Activity » Look below for the line that contains "if self.polarity[i] >", then copy it and each following line exactly, through and including the line that contains "let mut frontier = 0;".

The input »

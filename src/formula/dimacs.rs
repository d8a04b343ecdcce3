//! The signed-integer literal convention: `i` is variable `i` true, `-i` is it false, variables count
//! from 1 and `0` terminates a clause.

use crate::formula::{Clause, Literal, Variable};

/// `None` for the terminator.
pub fn parse_literal(l: i32) -> Option<Literal> {
    let idx = l.unsigned_abs() as usize;
    if l > 0 {
        Some(Literal::Positive(Variable(idx - 1)))
    } else if l < 0 {
        Some(Literal::Negative(Variable(idx - 1)))
    } else {
        None
    }
}

/// Largest variable accepted from input. The solver keeps per-variable tables up to the largest
/// variable it has seen.
pub const MAX_VARIABLE: u32 = 1 << 20;

/// Like [`parse_literal`] but for places where a terminator makes no sense.
pub fn literal(l: i32) -> Result<Literal, DimacsError> {
    if l.unsigned_abs() > MAX_VARIABLE {
        return Err(DimacsError::VariableOutOfRange(l));
    }
    parse_literal(l).ok_or(DimacsError::ZeroLiteral)
}

/// Reads literals up to the first `0` (or the end of the slice); anything after the terminator is
/// ignored.
pub fn clause(literals: &[i32]) -> Result<Clause, DimacsError> {
    let literals = literals
        .iter()
        .take_while(|&&l| l != 0)
        .map(|&l| literal(l))
        .collect::<Result<Vec<_>, _>>()?;
    Ok(Clause::new(literals))
}

pub fn to_dimacs(literal: &Literal) -> i32 {
    let x = (literal.idx() + 1) as i32;
    if literal.is_positive() {
        x
    } else {
        -x
    }
}

#[derive(Debug, Clone, Copy, PartialEq, Eq)]
pub enum DimacsError {
    ZeroLiteral,
    /// The literal names a variable above [`MAX_VARIABLE`].
    VariableOutOfRange(i32),
}
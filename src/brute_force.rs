use crate::formula::{Formula, Literal};
use crate::SatResult;

// Simple brute-force reference for the property tests
pub(crate) fn solve_brute_force(f: &Formula, assumptions: &[Literal]) -> SatResult {
    let num_variables = assumptions
        .iter()
        .map(|l| l.idx() + 1)
        .chain(std::iter::once(f.num_variables()))
        .max()
        .unwrap_or(0);
    assert!(num_variables <= 15); // just for safety

    fn assignment_for(assignment: u32, x: usize) -> bool {
        assignment & (1 << x) == 0
    }

    'search: for assignment in 0..2u32.pow(num_variables as u32) {
        for literal in assumptions {
            if assignment_for(assignment, literal.idx()) != literal.is_positive() {
                continue 'search;
            }
        }
        'clauses: for clause in f.clauses() {
            for literal in clause.literals() {
                if assignment_for(assignment, literal.idx()) == literal.is_positive() {
                    // this clause is satisfied, let's go to the next one
                    continue 'clauses;
                }
            }
            // if we got here, this clause was not satisfied, so this assignment is bogus
            continue 'search;
        }
        // if we got here, every clause was satisfied, so we're done and satisfiable
        return SatResult::Satisfiable;
    }
    // no assignment is valid
    SatResult::Unsatisfiable
}

#[cfg(test)]
mod tests {
    use super::*;
    use crate::formula::{n, p, Clause};

    #[test]
    fn brute_force_bcp() {
        let c1 = Clause::new(vec![p(0), p(1)]);
        let c2 = Clause::new(vec![n(0)]);
        let f = Formula::new(vec![c1, c2]);

        assert_eq!(solve_brute_force(&f, &[]), SatResult::Satisfiable);
        assert_eq!(solve_brute_force(&f, &[n(1)]), SatResult::Unsatisfiable);
    }

    #[test]
    fn brute_force_unsat() {
        let c1 = Clause::new(vec![p(0), p(1)]);
        let c2 = Clause::new(vec![n(0)]);
        let c3 = Clause::new(vec![n(1)]);
        let f = Formula::new(vec![c1, c2, c3]);

        assert_eq!(solve_brute_force(&f, &[]), SatResult::Unsatisfiable);
    }

    #[test]
    fn brute_force_assumptions_only() {
        let f = Formula::new(vec![]);
        assert_eq!(solve_brute_force(&f, &[]), SatResult::Satisfiable);
        assert_eq!(solve_brute_force(&f, &[p(2), n(2)]), SatResult::Unsatisfiable);
    }
}
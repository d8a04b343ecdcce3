pub mod classify;
pub mod formula;
mod model;
mod session;
mod solver;

#[cfg(test)]
mod brute_force;

#[derive(PartialEq, Eq, Clone, Copy, Debug)]
pub enum SatResult {
    Satisfiable,
    Unsatisfiable,
}

/// What unit propagation alone can tell about the current assumptions.
#[derive(PartialEq, Eq, Clone, Copy, Debug)]
pub enum Probe {
    /// Propagation assigned every variable without a conflict.
    Satisfiable,
    /// No conflict yet, but variables are left open.
    Unknown,
    Unsatisfiable,
}

pub use classify::{Classification, Classifier, ClassifierConfig, ClassifyError};
pub use formula::dimacs::DimacsError;
pub use formula::{Clause, Formula, Literal, Variable};
pub use model::Model;
pub use session::{Session, SessionError};
pub use solver::Solver;
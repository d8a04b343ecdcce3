//! Classifying an item by asking implication questions of a [`Session`].
//!
//! Each category literal implies one or more domain literals. A domain belongs to a category when
//! the category is consistent with the domain and inconsistent without it.

use crate::formula::dimacs::MAX_VARIABLE;
use crate::session::{Session, SessionError};
use crate::SatResult;
use log::debug;
use std::collections::{BTreeMap, BTreeSet};
use std::fmt::{self, Display, Formatter};

/// Names and literals for categories and domains, plus the `category -> domain` rules between them.
#[derive(Clone, Debug, Default, PartialEq, Eq)]
pub struct ClassifierConfig {
    categories: BTreeMap<String, i32>,
    domains: BTreeMap<String, i32>,
    rules: Vec<(String, String)>,
}

impl ClassifierConfig {
    pub fn new() -> Self {
        Default::default()
    }

    /// Email from domain A is category A, email from domain B is category B.
    pub fn email() -> Self {
        Self::new()
            .category("A", 1)
            .category("B", 2)
            .domain("A", 3)
            .domain("B", 4)
            .rule("A", "A")
            .rule("B", "B")
    }

    pub fn category(mut self, name: &str, literal: i32) -> Self {
        self.categories.insert(name.to_string(), literal);
        self
    }

    pub fn domain(mut self, name: &str, literal: i32) -> Self {
        self.domains.insert(name.to_string(), literal);
        self
    }

    pub fn rule(mut self, category: &str, domain: &str) -> Self {
        self.rules.push((category.to_string(), domain.to_string()));
        self
    }

    pub fn categories(&self) -> impl Iterator<Item = (&str, i32)> {
        self.categories.iter().map(|(name, &l)| (name.as_str(), l))
    }

    pub fn domains(&self) -> impl Iterator<Item = (&str, i32)> {
        self.domains.iter().map(|(name, &l)| (name.as_str(), l))
    }
}

#[derive(Clone, Debug, PartialEq, Eq)]
pub enum Classification {
    Category(String),
    Unclassified,
    /// More than one category fits; names in order.
    Ambiguous(Vec<String>),
}

impl Display for Classification {
    fn fmt(&self, f: &mut Formatter) -> Result<(), fmt::Error> {
        match self {
            Classification::Category(name) => f.write_str(name),
            Classification::Unclassified => Ok(()),
            Classification::Ambiguous(names) => f.write_str(&names.join(",")),
        }
    }
}

#[derive(Debug, Clone, PartialEq, Eq)]
pub enum ClassifyError {
    UnknownCategory(String),
    UnknownDomain(String),
    /// Category and domain literals must be distinct, positive variable indices.
    InvalidLiteral(String, i32),
    Session(SessionError),
}

impl From<SessionError> for ClassifyError {
    fn from(e: SessionError) -> Self {
        Self::Session(e)
    }
}

pub struct Classifier {
    config: ClassifierConfig,
    session: Session,
}

impl Classifier {
    pub fn new(config: ClassifierConfig) -> Result<Self, ClassifyError> {
        let mut seen = BTreeSet::new();
        for (name, literal) in config.categories().chain(config.domains()) {
            if literal <= 0 || literal as u32 > MAX_VARIABLE || !seen.insert(literal) {
                return Err(ClassifyError::InvalidLiteral(name.to_string(), literal));
            }
        }

        let mut session = Session::new();
        for (category, domain) in &config.rules {
            let c = *config
                .categories
                .get(category)
                .ok_or_else(|| ClassifyError::UnknownCategory(category.clone()))?;
            let d = *config
                .domains
                .get(domain)
                .ok_or_else(|| ClassifyError::UnknownDomain(domain.clone()))?;
            session.add_clause(&[-c, d])?;
        }

        Ok(Self { config, session })
    }

    pub fn eval(&mut self, domain: &str) -> Result<Classification, ClassifyError> {
        let d = match self.config.domains.get(domain) {
            Some(&d) => d,
            None => {
                debug!("unknown domain {:?}", domain);
                return Ok(Classification::Unclassified);
            }
        };

        let mut matches = vec![];
        for (name, &c) in &self.config.categories {
            let with_domain = self.session.solve(&[c, d])?;
            let without_domain = self.session.solve(&[c, -d])?;
            debug!(
                "category {} with domain {}: {:?}, without: {:?}",
                name, domain, with_domain, without_domain
            );
            if with_domain == SatResult::Satisfiable && without_domain == SatResult::Unsatisfiable {
                matches.push(name.clone());
            }
        }

        Ok(match matches.len() {
            0 => Classification::Unclassified,
            1 => Classification::Category(matches.remove(0)),
            _ => Classification::Ambiguous(matches),
        })
    }
}
impl Solver {
    pub fn new() -> Self {
        Self {
            clauses: vec![],
            polarity: vec![],
            state: SolverState::new(),
            unsat: false,
            model: None,
        }
    }

    pub fn from_formula(formula: Formula) -> Self {
        let mut solver = Self::new();
        for clause in formula.into_clauses() {
            solver.add_clause(clause);
        }
        solver
    }

    pub fn num_variables(&self) -> usize {
        self.state.variables.len()
    }

    /// Only valid between calls, when nothing above the root level is assigned.
    pub fn add_clause(&mut self, clause: Clause) {
        debug_assert_eq!(self.state.decision_level, DecisionLevel(0));
        self.model = None;
        self.reserve_variables(clause.variable_bound());
        for literal in clause.literals() {
            self.polarity[literal.idx()] += if literal.is_positive() { 1 } else { -1 };
        }
        if clause.is_empty() {
            trace!("empty clause added, formula is unsatisfiable");
            self.unsat = true;
        }
        self.clauses.push(clause);
    }

    fn reserve_variables(&mut self, num_variables: usize) {
        if num_variables > self.state.variables.len() {
            self.state.variables.resize(num_variables, Default::default());
            self.polarity.resize(num_variables, 0);
        }
    }

    /// The model of the last satisfiable [`Solver::solve`] call.
    pub fn model(&self) -> Option<&Model> {
        self.model.as_ref()
    }

    pub fn solve(&mut self, assumptions: &[Literal]) -> SatResult {
        self.model = None;
        for a in assumptions {
            self.reserve_variables(a.idx() + 1);
        }
        let result = self.search(assumptions);
        if result == SatResult::Satisfiable {
            self.model = Some(self.state.model());
        }
        self.backtrack_to_root();
        trace!("solve under {:?}: {:?}", assumptions, result);
        result
    }

    /// Unit propagation under the assumptions, without any search. Leaves no assignments above the
    /// root level behind.
    pub fn probe(&mut self, assumptions: &[Literal]) -> Probe {
        for a in assumptions {
            self.reserve_variables(a.idx() + 1);
        }
        let result = self.propagate_assumptions(assumptions);
        self.backtrack_to_root();
        trace!("probe under {:?}: {:?}", assumptions, result);
        result
    }

    fn propagate_assumptions(&mut self, assumptions: &[Literal]) -> Probe {
        if self.unsat {
            return Probe::Unsatisfiable;
        }
        if let BcpResult::Conflict(_) = self.bcp() {
            self.unsat = true;
            return Probe::Unsatisfiable;
        }
        for assumption in assumptions {
            match self.state.assignment_for(assumption) {
                Assignment::True => continue,
                Assignment::False => return Probe::Unsatisfiable,
                Assignment::Undecided => {
                    self.state.decision_level = self.state.decision_level.next();
                    self.state.assign(assumption, None);
                    if let BcpResult::Conflict(_) = self.bcp() {
                        return Probe::Unsatisfiable;
                    }
                }
            }
        }
        if self.state.is_complete() {
            Probe::Satisfiable
        } else {
            Probe::Unknown
        }
    }

    // Assumption i is decided at level i + 1. An assumption that already holds still gets its
    // (empty) level, so the correspondence survives backtracking.
    fn search(&mut self, assumptions: &[Literal]) -> SatResult {
        if self.unsat {
            return SatResult::Unsatisfiable;
        }
        if let BcpResult::Conflict(_) = self.bcp() {
            self.unsat = true;
            return SatResult::Unsatisfiable;
        }
        loop {
            let level = self.state.decision_level.0;
            let decision = if level < assumptions.len() {
                let assumption = &assumptions[level];
                match self.state.assignment_for(assumption) {
                    Assignment::True => {
                        self.state.decision_level = self.state.decision_level.next();
                        continue;
                    }
                    Assignment::False => {
                        trace!("assumption {} is falsified", assumption);
                        return SatResult::Unsatisfiable;
                    }
                    Assignment::Undecided => Some(*assumption),
                }
            } else {
                self.decide()
            };

            match decision {
                None => break SatResult::Satisfiable,
                Some(literal) => {
                    self.state.decision_level = self.state.decision_level.next();
                    self.state.assign(&literal, None);
                    while let BcpResult::Conflict(reason) = self.bcp() {
                        match self.analyze_conflict(reason) {
                            None => {
                                self.unsat = true;
                                return SatResult::Unsatisfiable;
                            }
                            Some(backtrack) => self.backtrack(backtrack),
                        }
                    }
                }
            }
        }
    }

    fn bcp(&mut self) -> BcpResult {
        let mut did_work = true;
        while did_work {
            did_work = false;
            'clauses: for (idx, clause) in self.clauses.iter().enumerate() {
                let mut last_literal = None;
                'literals: for literal in clause.literals() {
                    match self.state.assignment_for(literal) {
                        // true => this clause is satisfied
                        Assignment::True => continue 'clauses,
                        // false => need to look at more literals, but we can't change the assignment
                        Assignment::False => continue 'literals,
                        // undecided => we'll be assigning this literal if it's the only undecided one
                        Assignment::Undecided => {
                            if last_literal.is_none() {
                                last_literal = Some(literal);
                            } else {
                                // Second undecided literal, can't resolve this clause
                                continue 'clauses;
                            }
                        }
                    }
                }
                // if last_literal is none, every literal was false => we have a conflict
                // otherwise we can apply unit resolution and continue
                match last_literal {
                    Some(literal) => self.state.assign(literal, Some(ClauseIdx(idx))),
                    None => return BcpResult::Conflict(ClauseIdx(idx)),
                }
                did_work = true;
            }
        }
        BcpResult::NoConflict
    }

    // Lowest unassigned variable, in the phase it mostly occurs with (ties go negative). Always
    // completing a decision this way is fine since conflict analysis will learn the opposite phase
    // when needed.
    fn decide(&self) -> Option<Literal> {
        self.state
            .variables
            .iter()
            .position(|state| state.assignment == Assignment::Undecided)
            .map(|i| {
                if self.polarity[i] > 0 {
                    Literal::Positive(Variable(i))
                } else {
                    Literal::Negative(Variable(i))
                }
            })
    }

    // First-UIP learning. Returns None when the conflict is at the root level, i.e. the clause
    // database itself is unsatisfiable.
    fn analyze_conflict(&mut self, reason: ClauseIdx) -> Option<Backtrack> {
        if self.state.decision_level == DecisionLevel(0) {
            return None;
        }

        let mut reason = &self.clauses[reason.0];
        let mut conflict_clause = vec![];
        let mut seen = vec![false; self.state.variables.len()];
        let mut frontier = 0;
        let mut trail_end = self.state.trail.len() - 1;
        let first_uip = loop {
            for l in reason.literals() {
                if seen[l.idx()] {
                    continue;
                }
                seen[l.idx()] = true;

                let var = &self.state.variables[l.idx()];
                if var.decision_level < self.state.decision_level {
                    conflict_clause.push(*l);
                } else {
                    debug_assert_eq!(var.decision_level, self.state.decision_level);
                    frontier += 1;
                }
            }

            // walk the trail back to the next variable in the frontier
            let uip = loop {
                let v = self.state.trail[trail_end];
                let old_end = trail_end;
                trail_end = trail_end.saturating_sub(1);
                if seen[v.0] {
                    break v;
                }
                debug_assert_ne!(old_end, 0);
            };

            debug_assert_eq!(self.state.variables[uip.0].decision_level, self.state.decision_level);

            frontier -= 1;
            if frontier == 0 {
                break self.state.variables[uip.0].literal(uip);
            } else {
                let clause_idx = self.state.variables[uip.0]
                    .reason
                    .expect("uip should be an implied variable");
                reason = &self.clauses[clause_idx.0];
            }
        };
        conflict_clause.push(first_uip.negated());
        let max_decision_level = self.state.variables[first_uip.idx()].decision_level;

        let decision_level = conflict_clause
            .iter()
            .map(|l| self.state.variables[l.idx()].decision_level)
            .filter(|l| *l < max_decision_level)
            .max()
            .unwrap_or(DecisionLevel(0));
        let decision_index = self
            .state
            .trail
            .iter()
            .position(|v| self.state.variables[v.0].decision_level > decision_level)
            .unwrap_or_else(|| self.state.trail.len());

        let conflict_clause = Clause::new(conflict_clause);
        trace!(
            "conflict clause {}, backtrack to level {}",
            conflict_clause,
            decision_level.0
        );
        self.clauses.push(conflict_clause);

        Some(Backtrack {
            level: decision_level,
            decision_index,
        })
    }

    fn backtrack(&mut self, backtrack: Backtrack) {
        trace!(
            "backtrack: dropping to {} from {}",
            backtrack.decision_index,
            self.state.trail.len()
        );
        assert!(backtrack.decision_index <= self.state.trail.len());
        let dropped = self.state.trail.split_off(backtrack.decision_index);
        for variable in &dropped {
            self.state.variables[variable.0].clear();
        }
        self.state.decision_level = backtrack.level;
    }

    // Root-level assignments follow from the clauses alone, so they are kept for later calls.
    fn backtrack_to_root(&mut self) {
        let decision_index = self
            .state
            .trail
            .iter()
            .position(|v| self.state.variables[v.0].decision_level > DecisionLevel(0))
            .unwrap_or_else(|| self.state.trail.len());
        self.backtrack(Backtrack {
            level: DecisionLevel(0),
            decision_index,
        });
    }
}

Exercise answer »
                if self.polarity[i] > 0 {
                    Literal::Positive(Variable(i))
                } else {
                    Literal::Negative(Variable(i))
                }
            })
    }

    // First-UIP learning. Returns None when the conflict is at the root level, i.e. the clause
    // database itself is unsatisfiable.
    fn analyze_conflict(&mut self, reason: ClauseIdx) -> Option<Backtrack> {
        if self.state.decision_level == DecisionLevel(0) {
            return None;
        }

        let mut reason = &self.clauses[reason.0];
        let mut conflict_clause = vec![];
        let mut seen = vec![false; self.state.variables.len()];
        let mut frontier = 0;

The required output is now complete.